Love Among the Doomed
Beautifully turned out, the first American film from the director of the original Girl with the Dragon Tattoo–the unhelpfully titled Dead Man Down–is moody, dark and tangled, with marvelous action set pieces and absolutely first-rate performances by Colin Farrell, our most underrated male lead under 40, and Noomi Rapace, the original dragon tattoo lady.
It is two revenge tales in one, each dovetailing at its bullet-ridden climax with bodies strewn Hamlet-like all over the place, except for the two leads (surprise, surprise) who find other fates. However, what has preceded this (act two) is tangled and difficult to follow.
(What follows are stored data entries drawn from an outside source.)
//! Exhaustion behavior: graceful errors, clean rollback, full recovery.

use kestrel_abi::{PAGE_SIZE, SUPER_PAGE_SIZE, VirtAddr};

use crate::address_space::AddressSpace;
use crate::error::MmError;
use crate::fault::handle_fault;
use crate::paging::PteFlags;
use crate::test_fixtures::TestRig;
use crate::user_copy::copy_in;

/// Rig with a base pool of roughly `pages` frames and no super pool.
fn small_rig(pages: u64) -> TestRig {
    TestRig::with_pools(pages * PAGE_SIZE, 0)
}

fn drain(rig: &TestRig) -> Vec<kestrel_abi::PhysAddr> {
    let mut held = Vec::new();
    while let Some(pa) = rig.alloc.alloc_base() {
        held.push(pa);
    }
    held
}

#[test]
fn base_pool_exhausts_and_recovers() {
    let rig = small_rig(16);
    let total = rig.alloc.free_base_count();
    assert!(total > 0);

    let held = drain(&rig);
    assert_eq!(held.len(), total);
    assert_eq!(rig.alloc.free_base_count(), 0);

    for pa in held {
        rig.alloc.free(pa);
    }
    assert_eq!(rig.alloc.free_base_count(), total);
    assert!(rig.alloc.alloc_base().is_some());
}

#[test]
fn empty_super_pool_just_returns_none() {
    let rig = small_rig(16);
    assert_eq!(rig.alloc.free_super_count(), 0);
    assert!(rig.alloc.alloc_super().is_none());
}

#[test]
fn grow_rolls_back_on_exhaustion() {
    let rig = small_rig(64);
    let mut space = AddressSpace::new(&rig.alloc).unwrap();
    let free_before = rig.alloc.free_base_count();

    // More pages than the pool can hold.
    let want = (free_before as u64 + 16) * PAGE_SIZE;
    assert_eq!(
        space.grow(&rig.alloc, want, PteFlags::WRITE),
        Err(MmError::NoMemory)
    );
    assert_eq!(space.size, 0);
    assert!(!space.is_mapped(VirtAddr::new(0)));
    // Every mapped frame came back; only the two interior nodes built on the
    // way down are still held, and destroy returns those too.
    assert_eq!(rig.alloc.free_base_count(), free_before - 2);

    space.destroy(&rig.alloc);
    assert_eq!(rig.alloc.free_base_count(), free_before + 1);
}

#[test]
fn grow_falls_back_to_base_pages_when_supers_run_out() {
    let rig = TestRig::with_pools(4 * SUPER_PAGE_SIZE, SUPER_PAGE_SIZE);
    assert_eq!(rig.alloc.free_super_count(), 1);

    let mut space = AddressSpace::new(&rig.alloc).unwrap();
    space
        .grow(&rig.alloc, 2 * SUPER_PAGE_SIZE, PteFlags::WRITE)
        .unwrap();
    assert_eq!(space.size, 2 * SUPER_PAGE_SIZE);
    assert_eq!(rig.alloc.free_super_count(), 0);

    let first = space.translate(VirtAddr::new(0)).unwrap();
    let second = space.translate(VirtAddr::new(SUPER_PAGE_SIZE)).unwrap();
    assert!(rig.alloc.is_super(first));
    assert!(!rig.alloc.is_super(second));
    // Base-page granularity in the fallback stretch.
    assert_eq!(
        space.translate(VirtAddr::new(SUPER_PAGE_SIZE + PAGE_SIZE))
            .map(|pa| pa.as_u64() % PAGE_SIZE),
        Some(0)
    );
}

#[test]
fn fault_fails_closed_on_exhaustion() {
    let rig = small_rig(16);
    let mut space = AddressSpace::new(&rig.alloc).unwrap();
    space.size = PAGE_SIZE;

    let held = drain(&rig);
    assert_eq!(handle_fault(&space, &rig.alloc, VirtAddr::new(0), false), None);

    for pa in held {
        rig.alloc.free(pa);
    }
    assert!(handle_fault(&space, &rig.alloc, VirtAddr::new(0), false).is_some());
}

#[test]
fn duplicate_failure_leaves_the_source_intact() {
    let rig = small_rig(32);
    let mut space = AddressSpace::new(&rig.alloc).unwrap();
    space
        .grow(&rig.alloc, 16 * PAGE_SIZE, PteFlags::WRITE)
        .unwrap();
    crate::user_copy::copy_out(&space, &rig.alloc, VirtAddr::new(0x20), b"still here").unwrap();

    let free_before = rig.alloc.free_base_count();
    assert!(matches!(
        space.duplicate(&rig.alloc),
        Err(MmError::NoMemory)
    ));
    // The partial copy was torn down completely.
    assert_eq!(rig.alloc.free_base_count(), free_before);

    let mut buf = [0u8; 10];
    copy_in(&space, &rig.alloc, &mut buf, VirtAddr::new(0x20)).unwrap();
    assert_eq!(&buf, b"still here");
}
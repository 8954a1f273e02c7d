pub mod defs;
pub mod walker;

pub use defs::{PAGE_TABLE_ENTRIES, PageTable, PageTableEntry, PageTableLevel, PteFlags};
pub use walker::{DirectMapping, FrameMapping, PageTableWalker};
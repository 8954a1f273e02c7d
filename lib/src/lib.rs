//! Kestrel kernel support library.
//!
//! Small, dependency-light helpers shared across kernel crates: alignment
//! arithmetic and the klog logging facade.

#![cfg_attr(not(test), no_std)]

pub mod alignment;
pub mod klog;

pub use alignment::{
    align_down_u64, align_down_usize, align_up_u64, align_up_usize, is_aligned_u64,
    is_aligned_usize,
};
pub use klog::{
    KlogLevel, klog_get_level, klog_init, klog_is_enabled, klog_register_backend, klog_set_level,
};
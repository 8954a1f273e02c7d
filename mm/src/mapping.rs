//! Installing and removing leaf mappings.
//!
//! `map_pages` and `unmap_pages` operate on whole granules and know nothing
//! about address space sizes or growth policy; that lives in
//! [`address_space`](crate::address_space).

use kestrel_abi::{MAX_VA, PAGE_SIZE, PhysAddr, SUPER_PAGE_SIZE, VirtAddr};
use kestrel_lib::{align_down_u64, is_aligned_u64, klog_trace};

use crate::direct::PhysAddrDirect;
use crate::error::MmResult;
use crate::frame_alloc::{FrameAllocator, FrameClass};
use crate::paging::{PAGE_TABLE_ENTRIES, PageTable, PageTableEntry, PageTableWalker, PteFlags};

/// Map `size` bytes starting at `va` to the physical range starting at `pa`
/// with permissions `perm`.
///
/// The granule is chosen by `pa`'s pool: frames from the superpage pool are
/// installed as 2 MiB middle-level leaves, everything else as 4 KiB leaves.
/// `va`, `pa` and `size` must all be aligned to that granule.
///
/// Table-node exhaustion is the only recoverable failure
/// ([`crate::MmError::NoMemory`]); misuse — zero size, misalignment, a permission
/// set that would not form a leaf, or mapping over a live entry — panics.
pub fn map_pages(
    walker: &PageTableWalker,
    alloc: &FrameAllocator,
    root: PhysAddr,
    va: VirtAddr,
    size: u64,
    pa: PhysAddr,
    perm: PteFlags,
) -> MmResult {
    if size == 0 {
        panic!("map_pages: zero size");
    }
    if !perm.intersects(PteFlags::RWX) {
        panic!("map_pages: entry would not be a leaf ({perm:?})");
    }

    let class = if alloc.is_super(pa) {
        FrameClass::Super
    } else {
        FrameClass::Base
    };
    let gran = class.size();
    if !va.is_aligned(gran) || !pa.is_aligned(gran) {
        panic!("map_pages: {:#x} -> {:#x} not {gran:#x} aligned", va.as_u64(), pa.as_u64());
    }
    if !is_aligned_u64(size, gran) {
        panic!("map_pages: size {size:#x} not {gran:#x} aligned");
    }

    let end = match va.as_u64().checked_add(size) {
        Some(end) if end <= MAX_VA => end,
        _ => panic!(
            "map_pages: {size:#x} bytes at {:#x} out of bounds",
            va.as_u64()
        ),
    };

    let mut cur_va = va.as_u64();
    let mut cur_pa = pa;
    while cur_va < end {
        let entry = match class {
            FrameClass::Base => walker.entry(root, VirtAddr::new(cur_va), Some(alloc))?,
            FrameClass::Super => walker.entry_super(root, VirtAddr::new(cur_va), Some(alloc))?,
        };
        if entry.is_valid() {
            panic!("map_pages: remap at {cur_va:#x}");
        }
        entry.set(cur_pa, perm | PteFlags::VALID);
        cur_va += gran;
        cur_pa = cur_pa.offset(gran);
    }
    klog_trace!(
        "mapped [{:#x}, {end:#x}) -> {:#x} {class:?} {perm:?}",
        va.as_u64(),
        pa.as_u64()
    );
    Ok(())
}

/// Remove up to `npages` base-page-sized slots starting at `va`, freeing the
/// backing frames when `free` is set.
///
/// Holes (invalid or interior slots) are skipped silently. A superpage leaf
/// wholly inside the range is released in one step; one the range only grazes
/// is first demoted to 512 base mappings so the surviving portion keeps its
/// contents and permissions.
pub fn unmap_pages(
    walker: &PageTableWalker,
    alloc: &FrameAllocator,
    root: PhysAddr,
    va: VirtAddr,
    npages: u64,
    free: bool,
) {
    if !va.is_aligned(PAGE_SIZE) {
        panic!("unmap_pages: va {:#x} not page aligned", va.as_u64());
    }

    let end = match npages
        .checked_mul(PAGE_SIZE)
        .and_then(|bytes| va.as_u64().checked_add(bytes))
    {
        Some(end) if end <= MAX_VA => end,
        _ => panic!(
            "unmap_pages: {npages:#x} pages at {:#x} out of bounds",
            va.as_u64()
        ),
    };
    let mut a = va.as_u64();
    while a < end {
        let entry = match walker.entry(root, VirtAddr::new(a), None) {
            Ok(e) => e,
            Err(_) => {
                a += PAGE_SIZE;
                continue;
            }
        };
        if !entry.is_leaf() {
            a += PAGE_SIZE;
            continue;
        }

        let pa = entry.addr();
        if alloc.is_super(pa) {
            let super_va = align_down_u64(a, SUPER_PAGE_SIZE);
            if a == super_va && super_va + SUPER_PAGE_SIZE <= end {
                if free {
                    alloc.free(pa);
                }
                entry.clear();
                a = super_va + SUPER_PAGE_SIZE;
            } else {
                demote(walker, alloc, entry, super_va, a, end, free);
                // The grazed slots are now invalid; the loop skips them.
            }
            continue;
        }

        if free {
            alloc.free(pa);
        }
        entry.clear();
        a += PAGE_SIZE;
    }
}

/// Replace a superpage leaf with an interior node over 512 base mappings.
///
/// Slices inside `[skip_start, skip_end)` are the ones being unmapped and are
/// left invalid; every other slice is copied into a fresh base frame carrying
/// the leaf's permission bits. Allocation failure here panics: demotion has
/// no caller that can undo a half-released superpage.
fn demote(
    walker: &PageTableWalker,
    alloc: &FrameAllocator,
    entry: &mut PageTableEntry,
    super_va: u64,
    skip_start: u64,
    skip_end: u64,
    free: bool,
) {
    let flags = entry.flags();
    let super_pa = entry.addr();
    klog_trace!("demoting superpage {:#x} at va {super_va:#x}", super_pa.as_u64());

    let Ok(table_pa) = walker.alloc_table(alloc) else {
        panic!("demote: out of table pages");
    };
    let table: *mut PageTable = table_pa.as_mut_ptr();

    for i in 0..PAGE_TABLE_ENTRIES as u64 {
        let slice_va = super_va + i * PAGE_SIZE;
        if slice_va >= skip_start && slice_va < skip_end {
            continue;
        }
        let Some(frame) = alloc.alloc_base() else {
            panic!("demote: out of frames");
        };
        // SAFETY: src is inside the live superpage frame, dst is the fresh
        // base frame; both span one full base page.
        unsafe {
            core::ptr::copy_nonoverlapping(
                super_pa.offset(i * PAGE_SIZE).as_ptr::<u8>(),
                frame.as_mut_ptr::<u8>(),
                PAGE_SIZE as usize,
            );
            (*table).entry_mut(i as usize).set(frame, flags);
        }
    }

    entry.set(table_pa, PteFlags::VALID);
    if free {
        alloc.free(super_pa);
    }
}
Too bad, because Farrell especially gives an(other) excellent portrayal of a complex lead.
Director Niels Arden Oplev shows us a New York City through a couple of its subcultures–the Albanian/Hungarian contingents (criminal divisions). The mixture doesn’t stop there: Jamaican drug lords surface, as does as an African-American bad guy (Terrence Howard, a little pudgy) and the gangsters working for Howard, among them Dominic Cooper (The History Boys).
Here’s the deal: Victor (Farrell) seems to be a henchman for Howard (but don’t you believe it). We sense that he’s obsessed with revenge about some other issue; when he meets the Rapace character, she, too, wants revenge–for a man who caused her car accident, which scarred her face beyond complete repair. After she sees Victor kill another man, she blackmails him into killing the perp of her accident. Thus does the tangle increase and twist. When she discovers that Victor is not whom he pretends to be, another subplot uncoils. That makes four subplots by my count–it’s well nigh dizzying.
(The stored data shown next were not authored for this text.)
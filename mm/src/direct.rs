//! Direct-map translation from physical addresses to pointers.
//!
//! The platform keeps the entire managed physical range identity-mapped in
//! the kernel's own address space, so converting a [`PhysAddr`] to a usable
//! pointer is a cast. The extension trait keeps those casts in one place and
//! keeps `PhysAddr` itself dereference-free.

use kestrel_abi::PhysAddr;

pub trait PhysAddrDirect {
    fn as_ptr<T>(self) -> *const T;
    fn as_mut_ptr<T>(self) -> *mut T;
}

impl PhysAddrDirect for PhysAddr {
    #[inline]
    fn as_ptr<T>(self) -> *const T {
        self.as_u64() as usize as *const T
    }

    #[inline]
    fn as_mut_ptr<T>(self) -> *mut T {
        self.as_u64() as usize as *mut T
    }
}
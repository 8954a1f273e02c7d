//! Kestrel virtual-memory core.
//!
//! Physical frame management and Sv39-style three-level paging for a small
//! teaching kernel: a dual-size-class frame allocator with reference
//! counting, a page-table walker, mapping/unmapping with superpage demotion,
//! address-space lifecycle (create/grow/shrink/copy/destroy), the demand
//! paging fault handler, and the kernel-to-user copy primitives.
//!
//! Physical frames are directly addressable (the platform keeps the managed
//! range identity-mapped), so a [`kestrel_abi::PhysAddr`] converts to a
//! pointer through the [`direct`] module. All shared allocator state lives in
//! one explicitly constructed [`FrameAllocator`]; page tables themselves are
//! single-writer and carry no locks of their own.

#![cfg_attr(not(test), no_std)]
#![allow(unsafe_op_in_unsafe_fn)]

pub mod address_space;
pub mod direct;
pub mod dump;
pub mod error;
pub mod fault;
pub mod frame_alloc;
pub mod mapping;
pub mod paging;
pub mod user_copy;

#[cfg(test)]
mod test_fixtures;
#[cfg(test)]
mod tests_demotion;
#[cfg(test)]
mod tests_oom;

pub use address_space::AddressSpace;
pub use error::{MmError, MmResult};
pub use frame_alloc::{FrameAllocator, FrameClass, PhysLayout};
The action sequences (designed by the director) are wonderfully staged and as intense as anything in the dragon tattoo piece–and equally brutal. Two revenge motifs, obsessed lead characters . . . can love be far behind? Yes, it can–for a while. If their circumstances weren’t so damned contrived, we could get behind this movie a bit more, but some of us don’t like to be manipulated this much. Sometimes them foreign directors get our goat(s).
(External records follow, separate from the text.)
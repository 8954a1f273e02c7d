//! Page table entry layout, permission flags, and level arithmetic.
//!
//! The three-level scheme follows RISC-V Sv39: 512 eight-byte entries per
//! table, the physical page number in bits 10.. of each entry and the
//! permission flags in the low ten bits. An entry is exactly one of:
//!
//! - **Invalid**: `VALID` clear.
//! - **Interior**: `VALID` set, none of `R`/`W`/`X` — points to a child
//!   table.
//! - **Leaf**: `VALID` set plus at least one of `R`/`W`/`X` — maps a frame.
//!   A leaf at the middle level maps a 2 MiB superpage, at the bottom level
//!   a 4 KiB base page.

use bitflags::bitflags;
use kestrel_abi::{PhysAddr, VirtAddr};

bitflags! {
    /// Page table entry permission flags.
    #[derive(Clone, Copy, Debug, PartialEq, Eq, Hash)]
    pub struct PteFlags: u64 {
        /// Entry is in use (bit 0).
        const VALID    = 1 << 0;
        /// Leaf is readable (bit 1).
        const READ     = 1 << 1;
        /// Leaf is writable (bit 2).
        const WRITE    = 1 << 2;
        /// Leaf is executable (bit 3).
        const EXEC     = 1 << 3;
        /// Leaf is accessible from user mode (bit 4).
        const USER     = 1 << 4;
        /// Not flushed on address-space switch (bit 5).
        const GLOBAL   = 1 << 5;
        /// Set by hardware when the page is read (bit 6).
        const ACCESSED = 1 << 6;
        /// Set by hardware when the page is written (bit 7).
        const DIRTY    = 1 << 7;

        /// Any-of mask distinguishing leaves from interior entries.
        const RWX = Self::READ.bits() | Self::WRITE.bits() | Self::EXEC.bits();
    }
}

/// Bit position of the physical page number within an entry.
const PTE_PPN_SHIFT: u64 = 10;

/// A single page table entry.
#[derive(Clone, Copy, PartialEq, Eq)]
#[repr(transparent)]
pub struct PageTableEntry(u64);

impl PageTableEntry {
    pub const EMPTY: Self = Self(0);

    #[inline]
    pub const fn from_raw(raw: u64) -> Self {
        Self(raw)
    }

    #[inline]
    pub const fn as_raw(self) -> u64 {
        self.0
    }

    /// Build an entry from a frame address and flags.
    #[inline]
    pub const fn new(addr: PhysAddr, flags: PteFlags) -> Self {
        Self(((addr.as_u64() >> 12) << PTE_PPN_SHIFT) | flags.bits())
    }

    #[inline]
    pub const fn is_valid(&self) -> bool {
        self.0 & PteFlags::VALID.bits() != 0
    }

    /// Valid and maps memory directly (has at least one of R/W/X).
    #[inline]
    pub const fn is_leaf(&self) -> bool {
        self.is_valid() && self.0 & PteFlags::RWX.bits() != 0
    }

    /// Valid and points to a child table.
    #[inline]
    pub const fn is_interior(&self) -> bool {
        self.is_valid() && self.0 & PteFlags::RWX.bits() == 0
    }

    #[inline]
    pub const fn is_user(&self) -> bool {
        self.0 & PteFlags::USER.bits() != 0
    }

    #[inline]
    pub const fn is_writable(&self) -> bool {
        self.0 & PteFlags::WRITE.bits() != 0
    }

    /// Physical address of the mapped frame or child table.
    #[inline]
    pub const fn addr(&self) -> PhysAddr {
        PhysAddr((self.0 >> PTE_PPN_SHIFT) << 12)
    }

    #[inline]
    pub const fn flags(&self) -> PteFlags {
        PteFlags::from_bits_truncate(self.0)
    }

    #[inline]
    pub fn set(&mut self, addr: PhysAddr, flags: PteFlags) {
        *self = Self::new(addr, flags);
    }

    #[inline]
    pub fn clear(&mut self) {
        self.0 = 0;
    }
}

impl Default for PageTableEntry {
    fn default() -> Self {
        Self::EMPTY
    }
}

impl core::fmt::Debug for PageTableEntry {
    fn fmt(&self, f: &mut core::fmt::Formatter<'_>) -> core::fmt::Result {
        write!(f, "PTE({:#x})", self.0)
    }
}

/// Depth of a table in the tree; `Two` is the root level.
#[derive(Debug, Clone, Copy, PartialEq, Eq, PartialOrd, Ord, Hash)]
#[repr(u8)]
pub enum PageTableLevel {
    Two = 2,
    One = 1,
    Zero = 0,
}

impl PageTableLevel {
    #[inline]
    pub const fn next_lower(self) -> Option<Self> {
        match self {
            Self::Two => Some(Self::One),
            Self::One => Some(Self::Zero),
            Self::Zero => None,
        }
    }

    /// Index of `vaddr` within a table at this level.
    #[inline]
    pub const fn index_of(self, vaddr: VirtAddr) -> usize {
        let shift = 12 + (self as u8 as u64) * 9;
        ((vaddr.as_u64() >> shift) & 0x1FF) as usize
    }

    /// Bytes spanned by one entry at this level.
    #[inline]
    pub const fn entry_size(self) -> u64 {
        1u64 << (12 + (self as u8 as u64) * 9)
    }

    /// Only the middle level carries superpage leaves.
    #[inline]
    pub const fn supports_super_leaf(self) -> bool {
        matches!(self, Self::One)
    }
}

impl core::fmt::Display for PageTableLevel {
    fn fmt(&self, f: &mut core::fmt::Formatter<'_>) -> core::fmt::Result {
        write!(f, "L{}", *self as u8)
    }
}

pub const PAGE_TABLE_ENTRIES: usize = 512;

/// A 512-entry page table node, one base frame in size.
#[repr(C, align(4096))]
pub struct PageTable {
    entries: [PageTableEntry; PAGE_TABLE_ENTRIES],
}

impl PageTable {
    pub const EMPTY: Self = Self {
        entries: [PageTableEntry::EMPTY; PAGE_TABLE_ENTRIES],
    };

    #[inline]
    pub fn entry(&self, index: usize) -> &PageTableEntry {
        &self.entries[index]
    }

    #[inline]
    pub fn entry_mut(&mut self, index: usize) -> &mut PageTableEntry {
        &mut self.entries[index]
    }

    pub fn is_empty(&self) -> bool {
        self.entries.iter().all(|e| !e.is_valid())
    }

    pub fn zero(&mut self) {
        self.entries.fill(PageTableEntry::EMPTY);
    }

    #[inline]
    pub fn iter(&self) -> impl Iterator<Item = &PageTableEntry> {
        self.entries.iter()
    }
}

impl core::ops::Index<usize> for PageTable {
    type Output = PageTableEntry;

    #[inline]
    fn index(&self, index: usize) -> &Self::Output {
        &self.entries[index]
    }
}

impl core::ops::IndexMut<usize> for PageTable {
    #[inline]
    fn index_mut(&mut self, index: usize) -> &mut Self::Output {
        &mut self.entries[index]
    }
}

#[cfg(test)]
mod tests {
    use super::*;
    use kestrel_abi::PAGE_SIZE;

    #[test]
    fn entry_round_trip() {
        let pa = PhysAddr::new(0x20_0000);
        let e = PageTableEntry::new(pa, PteFlags::VALID | PteFlags::READ | PteFlags::USER);
        assert!(e.is_valid());
        assert!(e.is_leaf());
        assert!(!e.is_interior());
        assert!(e.is_user());
        assert!(!e.is_writable());
        assert_eq!(e.addr(), pa);
    }

    #[test]
    fn interior_is_not_leaf() {
        let e = PageTableEntry::new(PhysAddr::new(0x1000), PteFlags::VALID);
        assert!(e.is_valid());
        assert!(e.is_interior());
        assert!(!e.is_leaf());
    }

    #[test]
    fn level_arithmetic() {
        let va = VirtAddr::new((3 << 30) | (5 << 21) | (7 << 12) | 0x123);
        assert_eq!(PageTableLevel::Two.index_of(va), 3);
        assert_eq!(PageTableLevel::One.index_of(va), 5);
        assert_eq!(PageTableLevel::Zero.index_of(va), 7);
        assert_eq!(PageTableLevel::One.entry_size(), 0x20_0000);
        assert_eq!(PageTableLevel::Zero.entry_size(), PAGE_SIZE);
    }
}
The actors do their very best to convince, and do so for my money. It’s best, however, when actors don’t have to fight the plot, which, alas, they have to here, with the Honolulu audience trotting behind developments switching hither and yon, with said audience addressing the screen thusly: Who? Where? This might be the only American movie this year that needs subtitling.
I say all this with a certain amount of love–and respect. This thing is so good in most places that one wants it to be, well, better . . . more together, less confusing. Maybe with certain characters eliminated altogether, before the camera turns or rolls. After all, this is a busy movie. And ambitious. And cinematic as all get out.
Let’s put it this way: If you’re a cinema buff, you’ll probably like this American/foreign movie. If you’re looking for easy entertainment, you might not like it.
If you are somewhat interested, wait and rent the DVD–in case you might want to bail.
Reader, you know who you are.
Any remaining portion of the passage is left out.